SOURCE DATA Start Marker

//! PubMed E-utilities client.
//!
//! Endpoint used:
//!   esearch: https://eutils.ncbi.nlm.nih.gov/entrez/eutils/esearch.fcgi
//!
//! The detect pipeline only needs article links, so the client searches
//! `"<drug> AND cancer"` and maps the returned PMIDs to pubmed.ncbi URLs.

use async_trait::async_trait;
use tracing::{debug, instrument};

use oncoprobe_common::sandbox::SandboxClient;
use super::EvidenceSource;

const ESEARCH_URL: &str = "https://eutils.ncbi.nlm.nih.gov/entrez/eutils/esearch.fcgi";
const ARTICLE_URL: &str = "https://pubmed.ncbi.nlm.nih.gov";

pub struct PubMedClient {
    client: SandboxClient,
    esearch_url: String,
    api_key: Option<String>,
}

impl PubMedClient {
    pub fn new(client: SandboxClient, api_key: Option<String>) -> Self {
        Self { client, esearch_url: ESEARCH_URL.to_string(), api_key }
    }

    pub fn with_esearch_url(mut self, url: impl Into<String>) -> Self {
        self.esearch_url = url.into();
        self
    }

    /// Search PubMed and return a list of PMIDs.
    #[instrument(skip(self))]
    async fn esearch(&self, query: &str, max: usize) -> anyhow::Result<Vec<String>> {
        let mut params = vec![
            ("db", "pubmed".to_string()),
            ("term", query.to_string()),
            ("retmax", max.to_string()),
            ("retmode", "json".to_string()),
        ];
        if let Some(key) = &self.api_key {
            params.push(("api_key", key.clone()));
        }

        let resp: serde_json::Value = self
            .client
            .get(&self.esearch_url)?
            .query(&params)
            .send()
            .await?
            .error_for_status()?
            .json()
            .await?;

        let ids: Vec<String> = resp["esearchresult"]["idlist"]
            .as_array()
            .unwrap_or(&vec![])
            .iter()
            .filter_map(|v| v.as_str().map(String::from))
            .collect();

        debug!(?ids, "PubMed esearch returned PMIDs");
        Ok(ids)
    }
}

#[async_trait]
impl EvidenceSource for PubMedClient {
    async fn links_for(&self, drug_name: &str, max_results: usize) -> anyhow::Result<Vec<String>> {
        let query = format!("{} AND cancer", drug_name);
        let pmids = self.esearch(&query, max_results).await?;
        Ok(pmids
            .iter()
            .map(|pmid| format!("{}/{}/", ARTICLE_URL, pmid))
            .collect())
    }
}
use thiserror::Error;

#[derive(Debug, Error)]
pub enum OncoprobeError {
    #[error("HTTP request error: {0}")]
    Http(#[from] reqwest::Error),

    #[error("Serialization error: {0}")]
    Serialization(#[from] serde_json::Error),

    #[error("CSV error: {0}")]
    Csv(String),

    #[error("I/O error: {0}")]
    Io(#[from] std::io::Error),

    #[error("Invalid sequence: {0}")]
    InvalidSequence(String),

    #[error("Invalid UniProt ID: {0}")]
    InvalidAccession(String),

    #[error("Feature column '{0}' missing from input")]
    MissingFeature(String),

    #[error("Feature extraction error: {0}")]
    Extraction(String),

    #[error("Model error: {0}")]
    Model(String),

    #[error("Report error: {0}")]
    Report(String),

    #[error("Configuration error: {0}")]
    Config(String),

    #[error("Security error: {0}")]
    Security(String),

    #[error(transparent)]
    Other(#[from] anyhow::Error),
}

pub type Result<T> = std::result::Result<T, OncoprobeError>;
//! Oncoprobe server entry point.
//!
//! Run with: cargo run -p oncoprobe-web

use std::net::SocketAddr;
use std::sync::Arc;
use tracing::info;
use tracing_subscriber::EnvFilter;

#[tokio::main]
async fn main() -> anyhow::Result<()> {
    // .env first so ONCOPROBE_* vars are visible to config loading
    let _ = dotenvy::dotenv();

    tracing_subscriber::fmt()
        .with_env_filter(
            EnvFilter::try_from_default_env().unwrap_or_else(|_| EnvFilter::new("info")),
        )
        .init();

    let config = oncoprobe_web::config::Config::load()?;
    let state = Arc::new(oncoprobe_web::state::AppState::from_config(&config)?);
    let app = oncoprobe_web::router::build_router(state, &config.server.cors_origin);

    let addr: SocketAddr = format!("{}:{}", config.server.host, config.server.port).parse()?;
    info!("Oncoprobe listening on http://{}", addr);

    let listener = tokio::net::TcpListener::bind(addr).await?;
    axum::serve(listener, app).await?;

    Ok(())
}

SOURCE DATA End Marker
SOURCE DATA Start Marker

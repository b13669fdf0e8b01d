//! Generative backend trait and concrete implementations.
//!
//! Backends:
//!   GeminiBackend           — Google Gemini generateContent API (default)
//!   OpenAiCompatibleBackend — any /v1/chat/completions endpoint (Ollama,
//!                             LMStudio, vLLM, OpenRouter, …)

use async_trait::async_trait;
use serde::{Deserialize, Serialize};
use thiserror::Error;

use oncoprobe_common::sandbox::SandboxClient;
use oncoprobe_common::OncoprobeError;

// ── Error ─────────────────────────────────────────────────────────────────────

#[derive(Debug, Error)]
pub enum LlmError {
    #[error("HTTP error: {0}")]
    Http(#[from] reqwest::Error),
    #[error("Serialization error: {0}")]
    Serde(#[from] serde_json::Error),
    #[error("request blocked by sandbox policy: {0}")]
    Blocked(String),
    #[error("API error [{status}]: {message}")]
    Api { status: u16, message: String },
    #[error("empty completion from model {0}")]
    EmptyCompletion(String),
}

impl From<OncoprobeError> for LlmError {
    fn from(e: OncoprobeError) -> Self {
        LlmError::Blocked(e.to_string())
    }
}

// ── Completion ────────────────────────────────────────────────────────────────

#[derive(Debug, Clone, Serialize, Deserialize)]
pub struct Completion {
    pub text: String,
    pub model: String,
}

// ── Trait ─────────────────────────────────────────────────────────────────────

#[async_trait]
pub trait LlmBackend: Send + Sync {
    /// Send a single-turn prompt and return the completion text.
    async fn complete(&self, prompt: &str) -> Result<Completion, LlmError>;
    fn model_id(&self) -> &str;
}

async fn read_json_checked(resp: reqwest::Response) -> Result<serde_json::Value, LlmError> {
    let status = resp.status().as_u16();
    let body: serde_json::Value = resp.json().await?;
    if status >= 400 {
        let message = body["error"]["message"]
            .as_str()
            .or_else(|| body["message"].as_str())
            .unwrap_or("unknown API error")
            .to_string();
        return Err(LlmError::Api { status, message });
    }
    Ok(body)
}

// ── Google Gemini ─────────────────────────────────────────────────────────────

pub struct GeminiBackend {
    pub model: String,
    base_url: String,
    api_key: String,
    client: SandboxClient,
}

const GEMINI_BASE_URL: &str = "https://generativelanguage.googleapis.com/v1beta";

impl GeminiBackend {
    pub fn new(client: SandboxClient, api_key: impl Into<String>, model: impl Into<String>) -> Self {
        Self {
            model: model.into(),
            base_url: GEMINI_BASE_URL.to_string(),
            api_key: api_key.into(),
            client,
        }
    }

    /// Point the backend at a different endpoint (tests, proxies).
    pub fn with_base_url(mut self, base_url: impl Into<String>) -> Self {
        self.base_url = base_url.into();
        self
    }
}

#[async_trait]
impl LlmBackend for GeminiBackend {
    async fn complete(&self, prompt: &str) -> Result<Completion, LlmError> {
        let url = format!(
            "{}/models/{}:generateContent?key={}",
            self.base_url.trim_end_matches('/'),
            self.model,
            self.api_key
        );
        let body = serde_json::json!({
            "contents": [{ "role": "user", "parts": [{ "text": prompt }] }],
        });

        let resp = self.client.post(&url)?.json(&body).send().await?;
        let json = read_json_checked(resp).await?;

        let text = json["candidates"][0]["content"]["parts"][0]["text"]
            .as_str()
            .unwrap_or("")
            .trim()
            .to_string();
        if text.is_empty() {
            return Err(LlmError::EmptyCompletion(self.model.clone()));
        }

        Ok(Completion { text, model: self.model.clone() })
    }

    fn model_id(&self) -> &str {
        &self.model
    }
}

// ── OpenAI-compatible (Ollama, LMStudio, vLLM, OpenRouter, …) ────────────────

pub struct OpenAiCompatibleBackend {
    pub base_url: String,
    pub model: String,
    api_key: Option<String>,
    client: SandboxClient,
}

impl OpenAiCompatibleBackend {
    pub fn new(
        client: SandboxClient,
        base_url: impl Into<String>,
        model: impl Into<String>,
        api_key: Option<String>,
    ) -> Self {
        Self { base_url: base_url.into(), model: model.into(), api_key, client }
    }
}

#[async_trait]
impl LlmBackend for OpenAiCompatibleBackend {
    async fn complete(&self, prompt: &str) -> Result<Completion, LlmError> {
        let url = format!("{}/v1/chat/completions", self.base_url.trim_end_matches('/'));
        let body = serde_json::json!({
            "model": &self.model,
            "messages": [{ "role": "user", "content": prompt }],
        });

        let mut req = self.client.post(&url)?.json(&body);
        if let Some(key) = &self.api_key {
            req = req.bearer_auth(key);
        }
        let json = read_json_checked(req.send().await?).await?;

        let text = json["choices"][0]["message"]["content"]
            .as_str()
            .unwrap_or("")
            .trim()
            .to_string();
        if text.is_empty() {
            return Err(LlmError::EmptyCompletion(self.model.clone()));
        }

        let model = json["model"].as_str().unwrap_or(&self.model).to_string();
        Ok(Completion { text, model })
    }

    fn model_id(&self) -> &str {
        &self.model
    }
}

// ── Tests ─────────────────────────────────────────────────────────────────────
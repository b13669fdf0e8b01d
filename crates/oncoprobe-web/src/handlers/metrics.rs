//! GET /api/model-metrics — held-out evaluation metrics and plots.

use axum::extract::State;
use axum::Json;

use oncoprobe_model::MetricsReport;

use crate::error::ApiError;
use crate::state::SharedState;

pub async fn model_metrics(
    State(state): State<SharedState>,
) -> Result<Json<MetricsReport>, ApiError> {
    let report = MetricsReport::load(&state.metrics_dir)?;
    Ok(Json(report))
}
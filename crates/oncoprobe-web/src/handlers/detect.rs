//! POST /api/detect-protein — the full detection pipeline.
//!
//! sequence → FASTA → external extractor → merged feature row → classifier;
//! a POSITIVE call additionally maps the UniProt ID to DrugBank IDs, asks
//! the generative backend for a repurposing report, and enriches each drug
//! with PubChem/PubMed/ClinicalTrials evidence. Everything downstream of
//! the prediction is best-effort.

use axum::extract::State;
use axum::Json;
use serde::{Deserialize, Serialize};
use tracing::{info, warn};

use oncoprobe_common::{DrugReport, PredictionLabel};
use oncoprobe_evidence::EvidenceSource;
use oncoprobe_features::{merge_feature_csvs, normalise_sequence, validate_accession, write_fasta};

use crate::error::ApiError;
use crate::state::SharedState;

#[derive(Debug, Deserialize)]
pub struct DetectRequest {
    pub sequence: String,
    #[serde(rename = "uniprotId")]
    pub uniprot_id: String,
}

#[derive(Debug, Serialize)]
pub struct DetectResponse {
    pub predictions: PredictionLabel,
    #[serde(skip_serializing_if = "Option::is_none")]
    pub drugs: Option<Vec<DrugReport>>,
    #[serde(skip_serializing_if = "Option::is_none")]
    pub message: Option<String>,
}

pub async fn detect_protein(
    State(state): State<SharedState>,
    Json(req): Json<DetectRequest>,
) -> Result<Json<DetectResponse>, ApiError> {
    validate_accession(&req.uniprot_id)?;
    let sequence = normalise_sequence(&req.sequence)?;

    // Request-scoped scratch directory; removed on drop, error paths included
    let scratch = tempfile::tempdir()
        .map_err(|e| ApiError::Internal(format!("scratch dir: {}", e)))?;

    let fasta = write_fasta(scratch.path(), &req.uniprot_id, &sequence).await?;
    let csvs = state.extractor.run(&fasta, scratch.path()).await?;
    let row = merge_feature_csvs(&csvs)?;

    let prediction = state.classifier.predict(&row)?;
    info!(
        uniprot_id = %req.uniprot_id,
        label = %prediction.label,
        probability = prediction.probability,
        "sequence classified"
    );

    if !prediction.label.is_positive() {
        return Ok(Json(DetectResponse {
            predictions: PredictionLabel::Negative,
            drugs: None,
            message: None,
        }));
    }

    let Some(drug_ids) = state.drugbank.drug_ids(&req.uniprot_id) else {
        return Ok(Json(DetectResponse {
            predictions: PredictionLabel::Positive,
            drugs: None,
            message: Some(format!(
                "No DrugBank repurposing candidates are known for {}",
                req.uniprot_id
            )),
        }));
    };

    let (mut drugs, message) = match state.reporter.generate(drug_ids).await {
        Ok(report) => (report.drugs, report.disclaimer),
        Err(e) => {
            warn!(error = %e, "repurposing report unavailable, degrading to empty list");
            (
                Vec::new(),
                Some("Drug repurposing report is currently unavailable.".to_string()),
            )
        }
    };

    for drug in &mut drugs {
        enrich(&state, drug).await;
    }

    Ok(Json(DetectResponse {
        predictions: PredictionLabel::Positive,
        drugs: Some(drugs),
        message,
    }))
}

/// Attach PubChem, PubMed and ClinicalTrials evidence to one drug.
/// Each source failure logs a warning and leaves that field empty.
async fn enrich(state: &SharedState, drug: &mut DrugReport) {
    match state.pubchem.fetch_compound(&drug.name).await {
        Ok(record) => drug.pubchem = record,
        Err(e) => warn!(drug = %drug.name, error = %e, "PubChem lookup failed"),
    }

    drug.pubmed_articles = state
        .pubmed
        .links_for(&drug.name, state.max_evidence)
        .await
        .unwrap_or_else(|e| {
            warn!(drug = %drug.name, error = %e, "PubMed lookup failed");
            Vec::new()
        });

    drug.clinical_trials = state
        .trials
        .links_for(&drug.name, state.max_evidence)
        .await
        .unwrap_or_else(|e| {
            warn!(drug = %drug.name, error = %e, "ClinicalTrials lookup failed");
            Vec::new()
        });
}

SOURCE DATA End Marker

■ WHAT IS EXPECTED ■
Reply with nothing but the number of lines in the data that include the word "ncbi".

■ YOUR SOLUTION ■
4